Electroconvulsive therapy usually includes eight to twelve treatments. Those treatments start at a frequency of three times per week and then continue at a rate of once per month as appropriate given the specific needs of the person undergoing the therapy.

We want to reiterate that electroconvulsive therapy as practiced today is safe and effective. Putting aside preconceived negative notions about this kind of treatment can help you feel more at ease if you and your doctors believe ECT might be an effective way to proceed with your mental health care.

Some Side Effects to Keep in Mind

As we have noted, ECT works well in between 80 and 85 percent of cases, and side effects, in general, are not too troublesome. Still, it is important to keep potential side effects in mind when considering whether to pursue ECT. 
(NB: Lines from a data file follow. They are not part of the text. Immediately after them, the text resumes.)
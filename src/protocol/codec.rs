//! Codec contract and registry
//!
//! A codec turns headers and bodies into frame payloads and back. Bodies
//! cross the codec boundary type-erased, so any codec can be stored behind
//! `Arc<dyn Codec>` and chosen at negotiation time.

use std::collections::HashMap;
use std::fmt;
use std::sync::Arc;

use serde::de::DeserializeOwned;
use serde::{Deserialize, Serialize};

use super::{BincodeCodec, Header, JsonCodec, Result};

/// Encoding identifier exchanged during negotiation
#[derive(Debug, Clone, PartialEq, Eq, Hash, Serialize, Deserialize)]
#[serde(transparent)]
pub struct CodecType(String);

impl CodecType {
    /// Binary codec, the default
    pub const BINCODE: &'static str = "application/bincode";
    /// JSON codec
    pub const JSON: &'static str = "application/json";

    /// Create a codec identifier.
    #[must_use]
    pub fn new(name: impl Into<String>) -> Self {
        Self(name.into())
    }

    /// Binary codec identifier.
    #[must_use]
    pub fn bincode() -> Self {
        Self::new(Self::BINCODE)
    }

    /// JSON codec identifier.
    #[must_use]
    pub fn json() -> Self {
        Self::new(Self::JSON)
    }

    /// Borrow the identifier.
    #[must_use]
    pub fn as_str(&self) -> &str {
        &self.0
    }

    /// Whether the identifier is empty (meaning "use the default").
    #[must_use]
    pub fn is_empty(&self) -> bool {
        self.0.is_empty()
    }
}

impl Default for CodecType {
    fn default() -> Self {
        Self::bincode()
    }
}

impl fmt::Display for CodecType {
    fn fmt(&self, f: &mut fmt::Formatter<'_>) -> fmt::Result {
        f.write_str(&self.0)
    }
}

impl From<&str> for CodecType {
    fn from(value: &str) -> Self {
        Self::new(value)
    }
}

/// Destination for a decoded body.
///
/// The caller picks the destination's shape from the header it has just
/// read; the codec writes the decoded value into it.
pub trait DecodeTarget: Send {
    /// Deserialize a value from `deserializer` and store it.
    fn decode(
        &mut self,
        deserializer: &mut dyn erased_serde::Deserializer<'_>,
    ) -> std::result::Result<(), erased_serde::Error>;
}

impl<T> DecodeTarget for Option<T>
where
    T: DeserializeOwned + Send,
{
    fn decode(
        &mut self,
        deserializer: &mut dyn erased_serde::Deserializer<'_>,
    ) -> std::result::Result<(), erased_serde::Error> {
        *self = Some(erased_serde::deserialize(deserializer)?);
        Ok(())
    }
}

/// Pluggable encoder/decoder for headers and bodies.
pub trait Codec: Send + Sync + 'static {
    /// Identifier this codec is registered under.
    fn codec_type(&self) -> CodecType;

    /// Encode a header into a frame payload.
    fn encode_header(&self, header: &Header) -> Result<Vec<u8>>;

    /// Decode a header from a frame payload.
    fn decode_header(&self, payload: &[u8]) -> Result<Header>;

    /// Encode a body into a frame payload.
    fn encode_body(&self, body: &dyn erased_serde::Serialize) -> Result<Vec<u8>>;

    /// Decode a body from a frame payload into `target`.
    fn decode_body(&self, payload: &[u8], target: &mut dyn DecodeTarget) -> Result<()>;
}

/// Codec constructor stored in the registry
pub type NewCodecFn = fn() -> Arc<dyn Codec>;

/// Maps codec identifiers to constructors.
///
/// `CodecRegistry::default()` knows the built-in bincode and JSON codecs.
#[derive(Clone)]
pub struct CodecRegistry {
    constructors: HashMap<CodecType, NewCodecFn>,
}

impl CodecRegistry {
    /// Create a registry with no codecs.
    #[must_use]
    pub fn empty() -> Self {
        Self {
            constructors: HashMap::new(),
        }
    }

    /// Register a constructor, replacing any previous one for the same type.
    pub fn register(&mut self, codec_type: CodecType, constructor: NewCodecFn) -> &mut Self {
        self.constructors.insert(codec_type, constructor);
        self
    }

    /// Whether a codec is registered under `codec_type`.
    #[must_use]
    pub fn contains(&self, codec_type: &CodecType) -> bool {
        self.constructors.contains_key(codec_type)
    }

    /// Construct the codec registered under `codec_type`.
    #[must_use]
    pub fn get(&self, codec_type: &CodecType) -> Option<Arc<dyn Codec>> {
        self.constructors.get(codec_type).map(|new_codec| new_codec())
    }
}

impl Default for CodecRegistry {
    fn default() -> Self {
        let mut registry = Self::empty();
        registry
            .register(CodecType::bincode(), BincodeCodec::new_codec)
            .register(CodecType::json(), JsonCodec::new_codec);
        registry
    }
}

impl fmt::Debug for CodecRegistry {
    fn fmt(&self, f: &mut fmt::Formatter<'_>) -> fmt::Result {
        f.debug_set().entries(self.constructors.keys()).finish()
    }
}
//! Connection plumbing shared by the client and the server
//!
//! A connection starts with option negotiation ([`initiate`] / [`respond`])
//! and then carries codec frames through a [`ConnReader`] and a
//! [`ConnWriter`].

mod config;
mod conn;
mod handshake;

pub use config::{Config, DEFAULT_DONE_CAPACITY};
pub use conn::{BoxedReader, BoxedWriter, ConnReader, ConnWriter, split};
pub use handshake::{initiate, respond};
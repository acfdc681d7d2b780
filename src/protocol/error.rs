//! wirecall error types

use thiserror::Error;

/// Errors produced by the protocol, the client and the server
#[derive(Error, Debug)]
pub enum Error {
    /// IO error on the underlying connection
    #[error("IO error: {0}")]
    Io(#[from] std::io::Error),

    /// The client was closed or its connection failed
    #[error("connection is shut down")]
    Shutdown,

    /// The connection failed while the call was pending
    #[error("connection lost: {0}")]
    ConnectionLost(String),

    /// Negotiation carried the wrong magic number
    #[error("invalid magic number: expected 0x3bef5c, got {found:#x}")]
    InvalidMagic {
        /// Found magic number
        found: u32,
    },

    /// Negotiation named a codec nobody registered
    #[error("invalid codec type {0}")]
    UnknownCodec(String),

    /// Negotiation line could not be parsed
    #[error("malformed options: {0}")]
    MalformedOptions(String),

    /// Encoding a header or body failed
    #[error("encode error: {0}")]
    Encode(String),

    /// Decoding a header or body failed
    #[error("decode error: {0}")]
    Decode(String),

    /// Frame checksum mismatch
    #[error("checksum mismatch: expected {expected:#x}, got {found:#x}")]
    ChecksumMismatch {
        /// Expected checksum
        expected: u64,
        /// Found checksum
        found: u64,
    },

    /// Frame payload too large
    #[error("frame too large: {size} bytes (max {max})")]
    FrameTooLarge {
        /// Payload size
        size: usize,
        /// Maximum allowed
        max: usize,
    },

    /// Buffer too small to hold a frame
    #[error("buffer too small: need {needed} bytes, got {got}")]
    BufferTooSmall {
        /// Needed size
        needed: usize,
        /// Actual size
        got: usize,
    },

    /// Request named something other than `Service.Method`
    #[error("service/method request ill-formed: {0}")]
    IllFormedServiceMethod(String),

    /// No service registered under the requested name
    #[error("can't find service: {0}")]
    UnknownService(String),

    /// Service exists but has no such method
    #[error("can't find method: {0}")]
    UnknownMethod(String),

    /// A service with this name is already registered
    #[error("service already defined: {0}")]
    DuplicateService(String),

    /// Service name is not a usable identifier
    #[error("{0} is not a valid service name")]
    InvalidServiceName(String),

    /// Error text returned by the remote side
    #[error("{0}")]
    Remote(String),
}

impl Error {
    /// Whether this error leaves the connection unusable.
    ///
    /// Transport and protocol failures are fatal; application failures and
    /// per-call decode failures only affect the request they belong to.
    #[must_use]
    pub fn is_connection_fatal(&self) -> bool {
        matches!(
            self,
            Self::Io(_)
                | Self::Shutdown
                | Self::ConnectionLost(_)
                | Self::InvalidMagic { .. }
                | Self::UnknownCodec(_)
                | Self::MalformedOptions(_)
                | Self::ChecksumMismatch { .. }
                | Self::FrameTooLarge { .. }
                | Self::BufferTooSmall { .. }
        )
    }

    /// Whether this is a clean end of stream rather than a real failure.
    #[must_use]
    pub fn is_eof(&self) -> bool {
        match self {
            Self::Io(err) => err.kind() == std::io::ErrorKind::UnexpectedEof,
            _ => false,
        }
    }
}

impl From<erased_serde::Error> for Error {
    fn from(err: erased_serde::Error) -> Self {
        Self::Decode(err.to_string())
    }
}

/// Result type alias
pub type Result<T> = std::result::Result<T, Error>;
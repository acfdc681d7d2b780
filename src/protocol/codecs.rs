//! Built-in codecs
//!
//! `BincodeCodec` is compact and the default; `JsonCodec` is readable on the
//! wire and handy for debugging.

use std::sync::Arc;

use bincode::Options;
use serde::de::{DeserializeSeed, Error as _};

use super::{Codec, CodecType, DecodeTarget, Error, Header, Result};

fn bincode_options() -> impl Options {
    bincode::DefaultOptions::new()
}

/// Binary codec backed by `bincode`
#[derive(Debug, Clone, Copy, Default)]
pub struct BincodeCodec;

impl BincodeCodec {
    /// Registry constructor.
    #[must_use]
    pub fn new_codec() -> Arc<dyn Codec> {
        Arc::new(Self)
    }
}

impl Codec for BincodeCodec {
    fn codec_type(&self) -> CodecType {
        CodecType::bincode()
    }

    fn encode_header(&self, header: &Header) -> Result<Vec<u8>> {
        bincode_options()
            .serialize(header)
            .map_err(|e| Error::Encode(format!("bincode header: {e}")))
    }

    fn decode_header(&self, payload: &[u8]) -> Result<Header> {
        bincode_options()
            .deserialize(payload)
            .map_err(|e| Error::Decode(format!("bincode header: {e}")))
    }

    fn encode_body(&self, body: &dyn erased_serde::Serialize) -> Result<Vec<u8>> {
        bincode_options()
            .serialize(body)
            .map_err(|e| Error::Encode(format!("bincode body: {e}")))
    }

    fn decode_body(&self, payload: &[u8], target: &mut dyn DecodeTarget) -> Result<()> {
        // Going through the options rejects trailing bytes.
        bincode_options()
            .deserialize_seed(IntoTarget(target), payload)
            .map_err(|e| Error::Decode(format!("bincode body: {e}")))
    }
}

struct IntoTarget<'a>(&'a mut dyn DecodeTarget);

impl<'de> DeserializeSeed<'de> for IntoTarget<'_> {
    type Value = ();

    fn deserialize<D>(self, deserializer: D) -> std::result::Result<(), D::Error>
    where
        D: serde::Deserializer<'de>,
    {
        let mut erased = <dyn erased_serde::Deserializer>::erase(deserializer);
        self.0.decode(&mut erased).map_err(D::Error::custom)
    }
}

/// Text codec backed by `serde_json`
#[derive(Debug, Clone, Copy, Default)]
pub struct JsonCodec;

impl JsonCodec {
    /// Registry constructor.
    #[must_use]
    pub fn new_codec() -> Arc<dyn Codec> {
        Arc::new(Self)
    }
}

impl Codec for JsonCodec {
    fn codec_type(&self) -> CodecType {
        CodecType::json()
    }

    fn encode_header(&self, header: &Header) -> Result<Vec<u8>> {
        serde_json::to_vec(header).map_err(|e| Error::Encode(format!("json header: {e}")))
    }

    fn decode_header(&self, payload: &[u8]) -> Result<Header> {
        serde_json::from_slice(payload).map_err(|e| Error::Decode(format!("json header: {e}")))
    }

    fn encode_body(&self, body: &dyn erased_serde::Serialize) -> Result<Vec<u8>> {
        serde_json::to_vec(body).map_err(|e| Error::Encode(format!("json body: {e}")))
    }

    fn decode_body(&self, payload: &[u8], target: &mut dyn DecodeTarget) -> Result<()> {
        let mut de = serde_json::Deserializer::from_slice(payload);
        target.decode(&mut <dyn erased_serde::Deserializer>::erase(&mut de))?;
        de.end()
            .map_err(|e| Error::Decode(format!("json body: {e}")))
    }
}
The most common side effect is short-term memory loss, which can be troubling but which generally improves over time. Those undergoing ECT also experience minor aches and pains, especially in the first couple of weeks of treatment. Again, those side effects tend to be fairly mild—and the potential benefits of electroconvulsive therapy can be truly life-changing for individuals who are struggling in intense, potentially life-threatening ways.

Peak View Behavioral Health is Ready to Help

Mental health disorders can upend your entire life. Whether you are struggling with one of the various forms of depression, with a panic or anxiety disorder, or with an issue centered on a traumatic experience (or series of experiences), we can help. At Peak View Behavioral Health—located in Colorado Springs, Colorado—we offer personalized treatment grounded in evidence-based practices, expertise, experience, and empathy. We are committed to meeting your specific needs and to clearly explaining each approach we suggest for improving your mental health and maintaining those improvements over time. If a mental health disorder is reducing your quality of life, we can help you turn things around.